YOUR GOAL => Repeat exactly, and only, the lines below starting at the line that contains "pub fn channel_mut(&mut" and ending at the line that contains "let response = self.send(&Request::restore(name)).await?;", inclusive of both.

DATA UNDER STUDY =>
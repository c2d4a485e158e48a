//! Snapshot protocol client.

use qsnap_core::{
    CommandChannel, Request, Response, SnapshotCatalog, SnapshotError, Verb,
    protocol::validate_name,
};

use crate::{
    load::{LoadSession, chunk_count},
    observer::{LoadObserver, NoopObserver},
};

/// Client for the snapshot monitor protocol.
///
/// Every operation sends one or more requests through the channel and waits
/// for each response before forming the next.
pub struct SnapshotClient<C> {
    channel: C,
}

impl<C: CommandChannel> SnapshotClient<C> {
    /// Create a client over a command channel.
    #[must_use]
    pub const fn new(channel: C) -> Self {
        Self { channel }
    }

    /// Borrow the underlying channel.
    pub fn channel(&self) -> &C {
        &self.channel
    }

    /// Mutably borrow the underlying channel.
    pub fn channel_mut(&mut self) -> &mut C {
        &mut self.channel
    }

    /// Unwrap the underlying channel.
    pub fn into_inner(self) -> C {
        self.channel
    }

    /// Query the remote catalog.
    ///
    /// # Errors
    /// Returns error if the remote rejects the query or a record is malformed.
    pub async fn list_snapshots(&mut self) -> Result<SnapshotCatalog, SnapshotError> {
        let response = self.send(&Request::info()).await?;
        let response = Response::classify(Verb::Info, &response)?;
        SnapshotCatalog::parse(response.text())
    }

    /// Capture the current state. Without a name the remote side picks one.
    ///
    /// Returns the name of the new snapshot.
    ///
    /// # Errors
    /// Returns error if the remote rejects the request or echoes a different
    /// name than the one requested.
    pub async fn create_snapshot(&mut self, name: Option<&str>) -> Result<String, SnapshotError> {
        if let Some(name) = name {
            validate_name(name)?;
        }

        let response = self.send(&Request::create(name)).await?;
        let response = Response::classify(Verb::Create, &response)?;
        let created = match name {
            Some(name) => expect_echo(&response, name)?,
            None => response.name()?,
        };

        tracing::info!(name = created, "Created snapshot");
        Ok(created.to_string())
    }

    /// Restore the target to a snapshot.
    ///
    /// # Errors
    /// Returns [`SnapshotError::NotFound`] if the catalog does not list the
    /// name, otherwise error if the remote rejects or echoes another name.
    pub async fn restore_snapshot(&mut self, name: &str) -> Result<(), SnapshotError> {
        self.require(name).await?;

        let response = self.send(&Request::restore(name)).await?;
        expect_echo(&Response::classify(Verb::Restore, &response)?, name)?;

        tracing::info!(name, "Restored snapshot");
        Ok(())
    }

    /// Delete a snapshot.
    ///
    /// # Errors
    /// Returns [`SnapshotError::NotFound`] if the catalog does not list the
    /// name, otherwise error if the remote rejects the request.
    pub async fn delete_snapshot(&mut self, name: &str) -> Result<(), SnapshotError> {
        self.require(name).await?;

        let response = self.send(&Request::delete(name)).await?;
        Response::classify(Verb::Delete, &response)?;

        tracing::info!(name, "Deleted snapshot");
        Ok(())
    }

    /// Serialize a snapshot to bytes.
    ///
    /// The whole blob comes back hex-encoded in a single response.
    ///
    /// # Errors
    /// Returns [`SnapshotError::NotFound`] if the catalog does not list the
    /// name, otherwise error if the remote rejects the request or the payload
    /// is not valid hex.
    pub async fn save_snapshot(&mut self, name: &str) -> Result<Vec<u8>, SnapshotError> {
        self.require(name).await?;

        let response = self.send(&Request::save(name)).await?;
        let blob = Response::classify(Verb::Save, &response)?.blob()?;

        tracing::info!(name, len = blob.len(), "Saved snapshot");
        Ok(blob)
    }

    /// Upload a serialized snapshot. Without a name the remote side picks one.
    ///
    /// Returns the name of the materialized snapshot.
    ///
    /// # Errors
    /// See [`Self::load_snapshot_with`].
    pub async fn load_snapshot(
        &mut self,
        blob: &[u8],
        name: Option<&str>,
    ) -> Result<String, SnapshotError> {
        self.load_snapshot_with(blob, name, &mut NoopObserver).await
    }

    /// Upload a serialized snapshot, reporting progress to `observer`.
    ///
    /// Chunks go out strictly in order; the first failed chunk aborts the
    /// upload and nothing after it is sent.
    ///
    /// # Errors
    /// Returns [`SnapshotError::ChunkSizeMismatch`] if a chunk is not fully
    /// acknowledged, [`SnapshotError::RemoteRejected`] or
    /// [`SnapshotError::MalformedResponse`] for unusable responses, and
    /// [`SnapshotError::NameMismatch`] if the final echo differs from the
    /// requested name.
    pub async fn load_snapshot_with(
        &mut self,
        blob: &[u8],
        name: Option<&str>,
        observer: &mut dyn LoadObserver,
    ) -> Result<String, SnapshotError> {
        if let Some(name) = name {
            validate_name(name)?;
        }

        tracing::debug!(len = blob.len(), chunks = chunk_count(blob.len()), "Starting load");
        let mut session = LoadSession::new(blob);
        while let Some(chunk) = session.next_chunk() {
            tracing::debug!(phase = %chunk.phase, offset = chunk.offset, len = chunk.data.len(), "Sending chunk");
            let response = self.send(&chunk.request()).await?;
            session.acknowledge(&response)?;
            observer.on_chunk(chunk.phase, session.cursor(), session.total());
        }

        let response = self.send(&Request::load_done(name)).await?;
        let response = Response::classify(Verb::Load, &response)?;
        let loaded = match name {
            Some(name) => expect_echo(&response, name)?,
            None => response.name()?,
        };

        observer.on_finished(loaded);
        tracing::info!(name = loaded, len = blob.len(), "Loaded snapshot");
        Ok(loaded.to_string())
    }

    async fn send(&mut self, request: &Request) -> Result<String, SnapshotError> {
        let line = request.command_line();
        tracing::debug!(verb = %request.verb, len = line.len(), "Sending snapshot command");
        let response = self.channel.execute(&line).await?;
        tracing::debug!(verb = %request.verb, len = response.len(), "Received response");
        Ok(response)
    }

    /// Check a fresh catalog for `name` before operating on it.
    async fn require(&mut self, name: &str) -> Result<(), SnapshotError> {
        validate_name(name)?;
        if self.list_snapshots().await?.contains(name) {
            Ok(())
        } else {
            tracing::warn!(name, "Snapshot not found");
            Err(SnapshotError::NotFound(name.to_string()))
        }
    }
}

fn expect_echo<'a>(response: &Response<'a>, expected: &str) -> Result<&'a str, SnapshotError> {
    let actual = response.text().trim();
    if actual == expected {
        Ok(actual)
    } else {
        tracing::warn!(verb = %response.verb(), expected, actual, "Echoed name mismatch");
        Err(SnapshotError::NameMismatch {
            expected: expected.to_string(),
            actual: actual.to_string(),
        })
    }
}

TASK RESPONSE =>
    pub fn channel_mut(&mut self) -> &mut C {
        &mut self.channel
    }

    /// Unwrap the underlying channel.
    pub fn into_inner(self) -> C {
        self.channel
    }

    /// Query the remote catalog.
    ///
    /// # Errors
    /// Returns error if the remote rejects the query or a record is malformed.
    pub async fn list_snapshots(&mut self) -> Result<SnapshotCatalog, SnapshotError> {
        let response = self.send(&Request::info()).await?;
        let response = Response::classify(Verb::Info, &response)?;
        SnapshotCatalog::parse(response.text())
    }

    /// Capture the current state. Without a name the remote side picks one.
    ///
    /// Returns the name of the new snapshot.
    ///
    /// # Errors
    /// Returns error if the remote rejects the request or echoes a different
    /// name than the one requested.
    pub async fn create_snapshot(&mut self, name: Option<&str>) -> Result<String, SnapshotError> {
        if let Some(name) = name {
            validate_name(name)?;
        }

        let response = self.send(&Request::create(name)).await?;
        let response = Response::classify(Verb::Create, &response)?;
        let created = match name {
            Some(name) => expect_echo(&response, name)?,
            None => response.name()?,
        };

        tracing::info!(name = created, "Created snapshot");
        Ok(created.to_string())
    }

    /// Restore the target to a snapshot.
    ///
    /// # Errors
    /// Returns [`SnapshotError::NotFound`] if the catalog does not list the
    /// name, otherwise error if the remote rejects or echoes another name.
    pub async fn restore_snapshot(&mut self, name: &str) -> Result<(), SnapshotError> {
        self.require(name).await?;

        let response = self.send(&Request::restore(name)).await?;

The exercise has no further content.